Task item — All lines before the one containing "The string kubelet", plus that line itself, are to be printed exactly as they appear below.

Data shown —
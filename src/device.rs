//! The devices this plugin advertises to kubelet.
use crate::device_plugin_api::v1beta1::{Device, ListAndWatchResponse};
use crate::Error;
use std::collections::HashSet;
use std::fmt;
use std::str::FromStr;

/// Healthy means the device is allocatable (whether already allocated or not)
pub const HEALTHY: &str = "Healthy";

/// Unhealthy means the device is not allocatable
pub const UNHEALTHY: &str = "Unhealthy";

/// ID of the device advertised when none are configured
pub const DEFAULT_DEVICE_ID: &str = "bme280-nxcore";

/// Health of a device as reported in `ListAndWatch`.
#[derive(Clone, Copy, Debug, PartialEq, Eq)]
pub enum DeviceHealth {
    /// The device can be allocated
    Healthy,
    /// The device must not be allocated
    Unhealthy,
}

impl DeviceHealth {
    /// The string kubelet expects in `Device.health`
    pub fn as_str(&self) -> &'static str {
        match self {
            DeviceHealth::Healthy => HEALTHY,
            DeviceHealth::Unhealthy => UNHEALTHY,
        }
    }
}

impl fmt::Display for DeviceHealth {
    fn fmt(&self, f: &mut fmt::Formatter<'_>) -> fmt::Result {
        f.write_str(self.as_str())
    }
}

impl FromStr for DeviceHealth {
    type Err = String;

    fn from_str(s: &str) -> Result<Self, Self::Err> {
        if s.eq_ignore_ascii_case(HEALTHY) {
            Ok(DeviceHealth::Healthy)
        } else if s.eq_ignore_ascii_case(UNHEALTHY) {
            Ok(DeviceHealth::Unhealthy)
        } else {
            Err(format!(
                "unknown health {:?}, expected {} or {}",
                s, HEALTHY, UNHEALTHY
            ))
        }
    }
}

/// A single advertised device. Parsed from `ID` or `ID=HEALTH`.
#[derive(Clone, Debug, PartialEq, Eq)]
pub struct DeviceSpec {
    /// Unique device ID sent to kubelet
    pub id: String,
    /// Reported health
    pub health: DeviceHealth,
}

impl DeviceSpec {
    /// Returns a healthy device with the given ID
    pub fn healthy(id: impl Into<String>) -> Self {
        DeviceSpec {
            id: id.into(),
            health: DeviceHealth::Healthy,
        }
    }
}

/// The devices advertised when none are configured
pub fn default_devices() -> Vec<DeviceSpec> {
    vec![DeviceSpec::healthy(DEFAULT_DEVICE_ID)]
}

impl FromStr for DeviceSpec {
    type Err = Error;

    fn from_str(s: &str) -> Result<Self, Self::Err> {
        let invalid = |reason: String| Error::InvalidDeviceSpec {
            spec: s.to_string(),
            reason,
        };
        let (id, health) = match s.split_once('=') {
            Some((id, health)) => (id.trim(), health.trim().parse().map_err(invalid)?),
            None => (s.trim(), DeviceHealth::Healthy),
        };
        if id.is_empty() {
            return Err(invalid("device ID is empty".to_string()));
        }
        Ok(DeviceSpec {
            id: id.to_string(),
            health,
        })
    }
}

impl From<&DeviceSpec> for Device {
    fn from(spec: &DeviceSpec) -> Self {
        Device {
            id: spec.id.clone(),
            health: spec.health.as_str().to_string(),
            topology: None,
        }
    }
}

/// The fixed set of devices the plugin advertises, in the order they were given.
#[derive(Clone, Debug)]
pub struct DeviceInventory {
    devices: Vec<DeviceSpec>,
}

impl DeviceInventory {
    /// Builds an inventory, rejecting an empty list and duplicate IDs.
    pub fn new(devices: Vec<DeviceSpec>) -> Result<Self, Error> {
        if devices.is_empty() {
            return Err(Error::EmptyInventory);
        }
        let mut seen = HashSet::new();
        for device in &devices {
            if !seen.insert(device.id.as_str()) {
                return Err(Error::DuplicateDevice {
                    id: device.id.clone(),
                });
            }
        }
        Ok(DeviceInventory { devices })
    }

    /// Looks up a device by ID
    pub fn get(&self, id: &str) -> Option<&DeviceSpec> {
        self.devices.iter().find(|d| d.id == id)
    }

    /// Whether the inventory has a device with this ID
    pub fn contains(&self, id: &str) -> bool {
        self.get(id).is_some()
    }

    /// Whether the device exists and is healthy
    pub fn is_healthy(&self, id: &str) -> bool {
        matches!(self.get(id), Some(d) if d.health == DeviceHealth::Healthy)
    }

    /// The devices in their wire form
    pub fn devices(&self) -> Vec<Device> {
        self.devices.iter().map(Device::from).collect()
    }

    /// The message sent on every `ListAndWatch` update
    pub fn list_and_watch_response(&self) -> ListAndWatchResponse {
        ListAndWatchResponse {
            devices: self.devices(),
        }
    }

    /// Number of advertised devices
    pub fn len(&self) -> usize {
        self.devices.len()
    }

    /// Always false, an inventory cannot be constructed empty
    pub fn is_empty(&self) -> bool {
        self.devices.is_empty()
    }
}

impl Default for DeviceInventory {
    fn default() -> Self {
        DeviceInventory {
            devices: default_devices(),
        }
    }
}

#[cfg(test)]
mod tests {
    use super::*;

    #[test]
    fn test_parse_device_spec() {
        let spec: DeviceSpec = "bme280-nxcore".parse().unwrap();
        assert_eq!(spec, DeviceSpec::healthy("bme280-nxcore"));

        let spec: DeviceSpec = "sensor-2=unhealthy".parse().unwrap();
        assert_eq!(spec.id, "sensor-2");
        assert_eq!(spec.health, DeviceHealth::Unhealthy);

        let spec: DeviceSpec = " sensor-3 = Healthy ".parse().unwrap();
        assert_eq!(spec, DeviceSpec::healthy("sensor-3"));
    }

    #[test]
    fn test_parse_invalid_device_spec() {
        assert!(matches!(
            "".parse::<DeviceSpec>(),
            Err(Error::InvalidDeviceSpec { .. })
        ));
        assert!(matches!(
            "=Healthy".parse::<DeviceSpec>(),
            Err(Error::InvalidDeviceSpec { .. })
        ));
        let err = "sensor=broken".parse::<DeviceSpec>().unwrap_err();
        assert!(err.to_string().contains("unknown health"));
    }

    #[test]
    fn test_inventory_rejects_duplicates_and_empty() {
        assert!(matches!(
            DeviceInventory::new(Vec::new()),
            Err(Error::EmptyInventory)
        ));
        let err = DeviceInventory::new(vec![
            DeviceSpec::healthy("d1"),
            DeviceSpec::healthy("d2"),
            DeviceSpec::healthy("d1"),
        ])
        .unwrap_err();
        assert!(matches!(err, Error::DuplicateDevice { id } if id == "d1"));
    }

    #[test]
    fn test_inventory_wire_form() {
        let inventory = DeviceInventory::new(vec![
            DeviceSpec::healthy("d1"),
            DeviceSpec {
                id: "d2".to_string(),
                health: DeviceHealth::Unhealthy,
            },
        ])
        .unwrap();
        let response = inventory.list_and_watch_response();
        assert_eq!(
            response.devices,
            vec![
                Device {
                    id: "d1".to_string(),
                    health: HEALTHY.to_string(),
                    topology: None,
                },
                Device {
                    id: "d2".to_string(),
                    health: UNHEALTHY.to_string(),
                    topology: None,
                },
            ]
        );
        assert!(inventory.is_healthy("d1"));
        assert!(!inventory.is_healthy("d2"));
        assert!(inventory.contains("d2"));
        assert!(!inventory.is_healthy("d3"));
    }

    #[test]
    fn test_default_inventory() {
        let inventory = DeviceInventory::default();
        assert_eq!(inventory.len(), 1);
        assert!(inventory.is_healthy(DEFAULT_DEVICE_ID));
        assert_eq!(
            DeviceInventory::new(default_devices()).unwrap().devices(),
            inventory.devices()
        );
    }
}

Your solution —
filename src/device.rs
//! The devices this plugin advertises to kubelet.
use crate::device_plugin_api::v1beta1::{Device, ListAndWatchResponse};
use crate::Error;
use std::collections::HashSet;
use std::fmt;
use std::str::FromStr;

/// Healthy means the device is allocatable (whether already allocated or not)
pub const HEALTHY: &str = "Healthy";

/// Unhealthy means the device is not allocatable
pub const UNHEALTHY: &str = "Unhealthy";

/// ID of the device advertised when none are configured
pub const DEFAULT_DEVICE_ID: &str = "bme280-nxcore";

/// Health of a device as reported in `ListAndWatch`.
#[derive(Clone, Copy, Debug, PartialEq, Eq)]
pub enum DeviceHealth {
    /// The device can be allocated
    Healthy,
    /// The device must not be allocated
    Unhealthy,
}

impl DeviceHealth {
    /// The string kubelet expects in `Device.health`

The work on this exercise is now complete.